*** Begin section ***

//! # Consignment Repository
//!
//! Agreements under which a gallery sells work for a commission.
//!
//! ## Rules
//! ```text
//! gallery_contact_id   must name a contact of kind `gallery`
//! commission_rate      "40" / "40.00" → stored as 4000 basis points
//! end_date             open-ended when absent, never before start_date
//! DELETE consignment   items CASCADE
//! DELETE gallery       consignment CASCADE (and its items)
//! ```

use chrono::NaiveDate;
use serde::{Deserialize, Serialize};
use sqlx::{QueryBuilder, Sqlite, SqliteConnection, SqlitePool};
use tracing::{debug, info};

use studio_core::validation::{require, ConsignmentInput, ConsignmentItemInput};
use studio_core::{Consignment, ConsignmentView, ContactKind, ValidationError, ValidationErrors};

use super::consignment_item::{self, views_for_consignments};
use super::{nested, new_id, push_page, push_search, Page, PageRequest};
use crate::error::{DbError, DbResult};

const SELECT_CONSIGNMENT: &str = "SELECT id, gallery_contact_id, start_date, end_date, \
                                  commission_rate_bps FROM consignments";

const SELECT_VIEW: &str = "SELECT s.id, s.gallery_contact_id, s.start_date, s.end_date, \
                           s.commission_rate_bps, c.name AS gallery_name \
                           FROM consignments s JOIN contacts c ON c.id = s.gallery_contact_id";

#[derive(Debug, Clone, Default, PartialEq, Serialize, Deserialize)]
pub struct ConsignmentFilter {
    pub gallery_contact_id: Option<String>,
    pub start_date: Option<NaiveDate>,
    /// Agreements running on this date: started on or before it and not
    /// yet ended.
    pub active_on: Option<NaiveDate>,
    /// Matches gallery name.
    pub search: Option<String>,
    pub page: PageRequest,
}

#[derive(sqlx::FromRow)]
struct ConsignmentRow {
    #[sqlx(flatten)]
    consignment: Consignment,
    gallery_name: String,
}

#[derive(Debug, Clone)]
pub struct ConsignmentRepository {
    pool: SqlitePool,
}

impl ConsignmentRepository {
    pub fn new(pool: SqlitePool) -> Self {
        ConsignmentRepository { pool }
    }

    /// Opens a consignment with no items.
    pub async fn create(&self, input: &ConsignmentInput) -> DbResult<Consignment> {
        input.validate()?;

        let mut tx = self.pool.begin().await?;
        let consignment = insert(&mut tx, new_id(), input).await?;
        tx.commit().await?;

        debug!(id = %consignment.id, gallery = %consignment.gallery_contact_id, "Created consignment");
        Ok(consignment)
    }

    /// Opens a consignment and places its items in one transaction.
    ///
    /// Item errors are keyed `items[i].field`.
    pub async fn create_with_items(
        &self,
        input: &ConsignmentInput,
        items: &[ConsignmentItemInput],
    ) -> DbResult<ConsignmentView> {
        let consignment_id = new_id();
        let items: Vec<ConsignmentItemInput> = items
            .iter()
            .map(|item| ConsignmentItemInput {
                consignment_id: consignment_id.clone(),
                ..item.clone()
            })
            .collect();

        let mut errors = ValidationErrors::new();
        if let Err(report) = input.validate() {
            errors.extend(report);
        }
        for (i, item) in items.iter().enumerate() {
            if let Err(report) = item.validate() {
                errors.extend(report.prefixed(&format!("items[{i}]")));
            }
        }
        errors.into_result()?;

        let mut tx = self.pool.begin().await?;

        let consignment = insert(&mut tx, consignment_id, input).await?;
        for (i, item) in items.iter().enumerate() {
            consignment_item::insert(&mut tx, item)
                .await
                .map_err(|e| nested(e, &format!("items[{i}]")))?;
        }

        tx.commit().await?;

        info!(
            id = %consignment.id,
            items = items.len(),
            commission = %consignment.commission_rate(),
            "Created consignment with items"
        );

        self.get_view(&consignment.id)
            .await?
            .ok_or_else(|| DbError::not_found("Consignment", consignment.id))
    }

    pub async fn get_by_id(&self, id: &str) -> DbResult<Option<Consignment>> {
        let consignment =
            sqlx::query_as::<_, Consignment>(&format!("{SELECT_CONSIGNMENT} WHERE id = ?1"))
                .bind(id)
                .fetch_optional(&self.pool)
                .await?;

        Ok(consignment)
    }

    /// Gets a consignment with gallery name, formatted rate and items.
    pub async fn get_view(&self, id: &str) -> DbResult<Option<ConsignmentView>> {
        let Some(row) =
            sqlx::query_as::<_, ConsignmentRow>(&format!("{SELECT_VIEW} WHERE s.id = ?1"))
                .bind(id)
                .fetch_optional(&self.pool)
                .await?
        else {
            return Ok(None);
        };

        let mut items = views_for_consignments(&self.pool, &[row.consignment.id.clone()]).await?;
        let items = items.remove(&row.consignment.id).unwrap_or_default();

        Ok(Some(ConsignmentView::new(row.consignment, row.gallery_name, items)))
    }

    pub async fn update(&self, id: &str, input: &ConsignmentInput) -> DbResult<Consignment> {
        input.validate()?;

        let mut tx = self.pool.begin().await?;

        let existing =
            sqlx::query_as::<_, Consignment>(&format!("{SELECT_CONSIGNMENT} WHERE id = ?1"))
                .bind(id)
                .fetch_optional(&mut *tx)
                .await?
                .ok_or_else(|| DbError::not_found("Consignment", id))?;

        check_gallery(&mut tx, &input.gallery_contact_id).await?;

        let consignment = build(existing.id, input)?;

        sqlx::query(
            r#"
            UPDATE consignments SET
                gallery_contact_id = ?2,
                start_date = ?3,
                end_date = ?4,
                commission_rate_bps = ?5
            WHERE id = ?1
            "#,
        )
        .bind(&consignment.id)
        .bind(&consignment.gallery_contact_id)
        .bind(consignment.start_date)
        .bind(consignment.end_date)
        .bind(consignment.commission_rate_bps)
        .execute(&mut *tx)
        .await?;

        tx.commit().await?;

        Ok(consignment)
    }

    /// Deletes a consignment and its items.
    pub async fn delete(&self, id: &str) -> DbResult<()> {
        let result = sqlx::query("DELETE FROM consignments WHERE id = ?1")
            .bind(id)
            .execute(&self.pool)
            .await?;

        if result.rows_affected() == 0 {
            return Err(DbError::not_found("Consignment", id));
        }

        Ok(())
    }

    /// Lists consignments, latest start first.
    pub async fn list(&self, filter: &ConsignmentFilter) -> DbResult<Page<ConsignmentView>> {
        let mut count = QueryBuilder::<Sqlite>::new(
            "SELECT COUNT(*) FROM consignments s JOIN contacts c ON c.id = s.gallery_contact_id \
             WHERE 1 = 1",
        );
        push_filters(&mut count, filter)?;
        let total: i64 = count.build_query_scalar().fetch_one(&self.pool).await?;

        let mut select = QueryBuilder::<Sqlite>::new(SELECT_VIEW);
        select.push(" WHERE 1 = 1");
        push_filters(&mut select, filter)?;
        select.push(" ORDER BY s.start_date DESC, s.rowid DESC");
        push_page(&mut select, &filter.page);

        let rows = select.build_query_as::<ConsignmentRow>().fetch_all(&self.pool).await?;

        let ids: Vec<String> = rows.iter().map(|r| r.consignment.id.clone()).collect();
        let mut items = views_for_consignments(&self.pool, &ids).await?;

        Ok(Page::new(rows, total, &filter.page).map(|row| {
            let lines = items.remove(&row.consignment.id).unwrap_or_default();
            ConsignmentView::new(row.consignment, row.gallery_name, lines)
        }))
    }
}

fn push_filters(qb: &mut QueryBuilder<'_, Sqlite>, filter: &ConsignmentFilter) -> DbResult<()> {
    if let Some(gallery) = &filter.gallery_contact_id {
        qb.push(" AND s.gallery_contact_id = ").push_bind(gallery.clone());
    }
    if let Some(start) = filter.start_date {
        qb.push(" AND s.start_date = ").push_bind(start);
    }
    if let Some(day) = filter.active_on {
        qb.push(" AND s.start_date <= ")
            .push_bind(day)
            .push(" AND (s.end_date IS NULL OR s.end_date >= ")
            .push_bind(day)
            .push(")");
    }
    push_search(qb, filter.search.as_deref(), &["c.name"])
}

fn build(id: String, input: &ConsignmentInput) -> DbResult<Consignment> {
    Ok(Consignment {
        id,
        gallery_contact_id: input.gallery_contact_id.clone(),
        start_date: require("start_date", input.start_date)?,
        end_date: input.end_date,
        commission_rate_bps: input.commission_rate()?.bps(),
    })
}

/// The contact must exist and be a gallery.
async fn check_gallery(conn: &mut SqliteConnection, contact_id: &str) -> DbResult<()> {
    let kind: Option<ContactKind> = sqlx::query_scalar("SELECT kind FROM contacts WHERE id = ?1")
        .bind(contact_id)
        .fetch_optional(&mut *conn)
        .await?;

    match kind {
        Some(ContactKind::Gallery) => Ok(()),
        Some(_) => Err(ValidationError::NotAllowed {
            field: "gallery_contact_id".to_string(),
            allowed: vec![ContactKind::Gallery.as_str().to_string()],
        }
        .into()),
        None => Err(ValidationError::UnknownReference {
            field: "gallery_contact_id".to_string(),
            id: contact_id.to_string(),
        }
        .into()),
    }
}

async fn insert(conn: &mut SqliteConnection, id: String, input: &ConsignmentInput) -> DbResult<Consignment> {
    check_gallery(conn, &input.gallery_contact_id).await?;

    let consignment = build(id, input)?;

    sqlx::query(
        r#"
        INSERT INTO consignments (id, gallery_contact_id, start_date, end_date, commission_rate_bps)
        VALUES (?1, ?2, ?3, ?4, ?5)
        "#,
    )
    .bind(&consignment.id)
    .bind(&consignment.gallery_contact_id)
    .bind(consignment.start_date)
    .bind(consignment.end_date)
    .bind(consignment.commission_rate_bps)
    .execute(&mut *conn)
    .await?;

    Ok(consignment)
}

*** End section ***

→ **WHAT THIS TASK INVOLVES**
Using the records above, copy word for word the line with "before it and not", the line with "if let Err(report) = input.validate()", and every line between them.

→ **SOLUTION**
    /// Agreements running on this date: started on or before it and not
    /// yet ended.
    pub active_on: Option<NaiveDate>,
    /// Matches gallery name.
    pub search: Option<String>,
    pub page: PageRequest,
}

#[derive(sqlx::FromRow)]
struct ConsignmentRow {
    #[sqlx(flatten)]
    consignment: Consignment,
    gallery_name: String,
}

#[derive(Debug, Clone)]
pub struct ConsignmentRepository {
    pool: SqlitePool,
}

impl ConsignmentRepository {
    pub fn new(pool: SqlitePool) -> Self {
        ConsignmentRepository { pool }
    }

    /// Opens a consignment with no items.
    pub async fn create(&self, input: &ConsignmentInput) -> DbResult<Consignment> {
        input.validate()?;

        let mut tx = self.pool.begin().await?;
        let consignment = insert(&mut tx, new_id(), input).await?;
        tx.commit().await?;

        debug!(id = %consignment.id, gallery = %consignment.gallery_contact_id, "Created consignment");
        Ok(consignment)
    }

    /// Opens a consignment and places its items in one transaction.
    ///
    /// Item errors are keyed `items[i].field`.
    pub async fn create_with_items(
        &self,
        input: &ConsignmentInput,
        items: &[ConsignmentItemInput],
    ) -> DbResult<ConsignmentView> {
        let consignment_id = new_id();
        let items: Vec<ConsignmentItemInput> = items
            .iter()
            .map(|item| ConsignmentItemInput {
                consignment_id: consignment_id.clone(),
                ..item.clone()
            })
            .collect();

        let mut errors = ValidationErrors::new();
        if let Err(report) = input.validate() {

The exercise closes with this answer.